Problem description: Beginning with the line below that contains "tracing::warn!(error = %e, response_id" and ending with the line that contains "pub mod sse;", copy every line exactly. Copy nothing else.

Segment Start: Source data

//! Streaming bridge: a per-request, single-threaded state machine that
//! reads upstream SSE chunk deltas and emits Responses lifecycle events,
//! with per-tool-call-index aggregation for concurrent tool calls.

use std::collections::HashMap;
use std::sync::Arc;

use axum::response::sse::Event;
use futures_core::Stream;
use serde_json::{json, Value};
use uuid::Uuid;

use ob_domain::model::{
    ChatMessage, ErrorBody, OutputContentPart, OutputItem, ResponseObject, ResponseStatus,
    StoredTurn, ToolCallOut, TranslationContext,
};
use ob_domain::store::ConversationStore;
use ob_domain::tool_registry::registry;
use ob_upstream::sse::BoxStream;
use ob_upstream::SseFrame;

pub struct BridgeRequest {
    pub response_id: String,
    pub model: String,
    pub created_at: i64,
    pub pre_turn_messages: Vec<ChatMessage>,
    pub context: TranslationContext,
    pub store: Arc<dyn ConversationStore>,
    pub state_enabled: bool,
    pub ttl_seconds: u64,
}

#[derive(Default)]
struct TextAggregator {
    item_id: String,
    opened: bool,
    buffer: String,
}

struct ToolCallAggregator {
    item_id: String,
    call_id: String,
    function_name: String,
    arguments: String,
    wire_type: String,
}

/// Drives one upstream SSE stream to completion, yielding Responses SSE
/// events in emission order. Consumes `req` and the upstream stream; owns
/// all per-request aggregation state locally — this state is never shared
/// across requests, so no locking is needed.
pub fn bridge_stream(
    mut upstream: BoxStream<'static, ob_domain::error::Result<SseFrame>>,
    mut req: BridgeRequest,
) -> impl Stream<Item = Event> + Send + 'static {
    async_stream::stream! {
        let mut created_emitted = false;
        let mut text = TextAggregator::default();
        let mut tool_calls: HashMap<u64, ToolCallAggregator> = HashMap::new();
        let mut tool_call_order: Vec<u64> = Vec::new();
        let mut finish_reason: Option<String> = None;

        loop {
            let frame = match futures_util::StreamExt::next(&mut upstream).await {
                Some(f) => f,
                None => {
                    yield sse_event("response.failed", json!({
                        "error": ErrorBody::from_error(&ob_domain::error::Error::Upstream(
                            "stream ended without completion".into(),
                        )),
                    }));
                    break;
                }
            };

            match frame {
                Ok(SseFrame::Done) => {
                    if !created_emitted {
                        yield sse_event("response.created", json!({
                            "id": req.response_id, "model": req.model, "created_at": req.created_at,
                        }));
                        created_emitted = true;
                    }

                    if text.opened {
                        yield sse_event("response.output_text.done", json!({
                            "item_id": text.item_id, "text": text.buffer,
                        }));
                        yield sse_event("response.content_part.done", json!({"item_id": text.item_id}));
                        yield sse_event("response.output_item.done", json!({
                            "id": text.item_id, "type": "message",
                        }));
                    }

                    for index in &tool_call_order {
                        let agg = &tool_calls[index];
                        yield sse_event("response.function_call_arguments.done", json!({
                            "item_id": agg.item_id, "arguments": agg.arguments,
                        }));
                        yield sse_event("response.output_item.done", json!({
                            "id": agg.item_id, "type": agg.wire_type, "call_id": agg.call_id,
                        }));
                    }

                    let output = build_output(&text, &tool_calls, &tool_call_order, &req.context);
                    let status = if finish_reason.as_deref() == Some("length") {
                        ResponseStatus::Incomplete
                    } else {
                        ResponseStatus::Completed
                    };
                    let response = ResponseObject::new(
                        req.response_id.clone(),
                        req.created_at,
                        req.model.clone(),
                        status,
                        &output,
                        None,
                        if req.context.reasoning_to_replay.is_empty() {
                            None
                        } else {
                            Some(Value::Array(req.context.reasoning_to_replay.clone()))
                        },
                    );

                    yield sse_event("response.completed", json!({
                        "response": serde_json::to_value(&response).unwrap_or(Value::Null),
                    }));

                    if req.state_enabled {
                        persist_turn(&req, &text, &tool_calls, &tool_call_order).await;
                    }

                    break;
                }
                Ok(SseFrame::Data(raw)) => {
                    let chunk: Value = match serde_json::from_str(&raw) {
                        Ok(v) => v,
                        Err(_) => continue,
                    };

                    if !created_emitted {
                        yield sse_event("response.created", json!({
                            "id": req.response_id, "model": req.model, "created_at": req.created_at,
                        }));
                        created_emitted = true;
                    }

                    let choice = &chunk["choices"][0];
                    if let Some(fr) = choice.get("finish_reason").and_then(Value::as_str) {
                        finish_reason = Some(fr.to_string());
                    }
                    let delta = &choice["delta"];

                    if let Some(content) = delta.get("content").and_then(Value::as_str) {
                        if !content.is_empty() {
                            if !text.opened {
                                text.item_id = new_id("msg");
                                text.opened = true;
                                yield sse_event("response.output_item.added", json!({
                                    "id": text.item_id, "type": "message",
                                }));
                                yield sse_event("response.content_part.added", json!({
                                    "item_id": text.item_id,
                                    "part": {"type": "output_text", "text": ""},
                                }));
                            }
                            text.buffer.push_str(content);
                            yield sse_event("response.output_text.delta", json!({
                                "item_id": text.item_id, "delta": content,
                            }));
                        }
                    }

                    if let Some(deltas) = delta.get("tool_calls").and_then(Value::as_array) {
                        for tc_delta in deltas {
                            let index = tc_delta.get("index").and_then(Value::as_u64).unwrap_or(0);

                            if !tool_calls.contains_key(&index) {
                                let call_id = tc_delta.get("id").and_then(Value::as_str).unwrap_or_default();
                                let name = tc_delta
                                    .get("function")
                                    .and_then(|f| f.get("name"))
                                    .and_then(Value::as_str)
                                    .unwrap_or_default();
                                let wire_type = req
                                    .context
                                    .tool_map
                                    .external_type_for(name)
                                    .map(|ext| format!("{ext}_call"))
                                    .unwrap_or_else(|| "function_call".to_string());
                                let item_id = new_id("fc");

                                yield sse_event("response.output_item.added", json!({
                                    "id": item_id, "type": wire_type, "call_id": call_id, "arguments": "",
                                }));

                                tool_calls.insert(index, ToolCallAggregator {
                                    item_id,
                                    call_id: call_id.to_string(),
                                    function_name: name.to_string(),
                                    arguments: String::new(),
                                    wire_type,
                                });
                                tool_call_order.push(index);
                            }

                            if let Some(arg_fragment) = tc_delta
                                .get("function")
                                .and_then(|f| f.get("arguments"))
                                .and_then(Value::as_str)
                            {
                                if let Some(agg) = tool_calls.get_mut(&index) {
                                    agg.arguments.push_str(arg_fragment);
                                    yield sse_event("response.function_call_arguments.delta", json!({
                                        "item_id": agg.item_id, "delta": arg_fragment,
                                    }));
                                }
                            }
                        }
                    }
                }
                Err(e) => {
                    yield sse_event("response.failed", json!({
                        "error": ErrorBody::from_error(&e),
                    }));
                    break;
                }
            }
        }
    }
}

fn build_output(
    text: &TextAggregator,
    tool_calls: &HashMap<u64, ToolCallAggregator>,
    order: &[u64],
    ctx: &TranslationContext,
) -> Vec<OutputItem> {
    let mut output = Vec::new();
    if text.opened {
        output.push(OutputItem::Message {
            id: text.item_id.clone(),
            content: vec![OutputContentPart::OutputText { text: text.buffer.clone() }],
        });
    }
    for index in order {
        let agg = &tool_calls[index];
        output.push(expand_tool_call(agg, ctx));
    }
    output
}

fn expand_tool_call(agg: &ToolCallAggregator, ctx: &TranslationContext) -> OutputItem {
    if let Some(external_type) = ctx.tool_map.external_type_for(&agg.function_name) {
        if let Some(entry) = registry().lookup(external_type) {
            let args_value: Value = serde_json::from_str(&agg.arguments).unwrap_or(Value::Null);
            let fields = entry.projection.to_external_fields(&args_value);
            return OutputItem::BuiltinCall {
                id: agg.item_id.clone(),
                external_type: external_type.to_string(),
                call_id: agg.call_id.clone(),
                fields,
            };
        }
    }
    OutputItem::FunctionCall {
        id: agg.item_id.clone(),
        call_id: agg.call_id.clone(),
        name: agg.function_name.clone(),
        arguments: agg.arguments.clone(),
    }
}

async fn persist_turn(
    req: &BridgeRequest,
    text: &TextAggregator,
    tool_calls: &HashMap<u64, ToolCallAggregator>,
    order: &[u64],
) {
    let mut messages = req.pre_turn_messages.clone();
    let assistant_tool_calls: Vec<ToolCallOut> = order
        .iter()
        .map(|i| {
            let agg = &tool_calls[i];
            ToolCallOut {
                id: agg.call_id.clone(),
                name: agg.function_name.clone(),
                arguments: agg.arguments.clone(),
            }
        })
        .collect();

    messages.push(ChatMessage::Assistant {
        content: if text.buffer.is_empty() { None } else { Some(text.buffer.clone()) },
        tool_calls: assistant_tool_calls,
        reasoning_details: req.context.reasoning_to_replay.clone(),
    });

    let turn = StoredTurn {
        messages,
        tool_map: req.context.tool_map.clone(),
        model: req.model.clone(),
        created_at: req.created_at,
    };

    if let Err(e) = req.store.put(req.response_id.clone(), turn, req.ttl_seconds).await {
        tracing::warn!(error = %e, response_id = %req.response_id, "failed to persist streamed turn");
    }
}

fn sse_event(name: &str, data: Value) -> Event {
    Event::default().event(name).data(data.to_string())
}

fn new_id(prefix: &str) -> String {
    format!("{prefix}_{}", Uuid::new_v4().simple())
}
pub mod backoff;
pub mod client;
pub mod sse;

pub use client::{UpstreamClient, UpstreamResponse};
pub use sse::SseFrame;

Segment End: Source data

Result of the exercise:
        tracing::warn!(error = %e, response_id = %req.response_id, "failed to persist streamed turn");
    }
}

fn sse_event(name: &str, data: Value) -> Event {
    Event::default().event(name).data(data.to_string())
}

fn new_id(prefix: &str) -> String {
    format!("{prefix}_{}", Uuid::new_v4().simple())
}
pub mod backoff;
pub mod client;
pub mod sse;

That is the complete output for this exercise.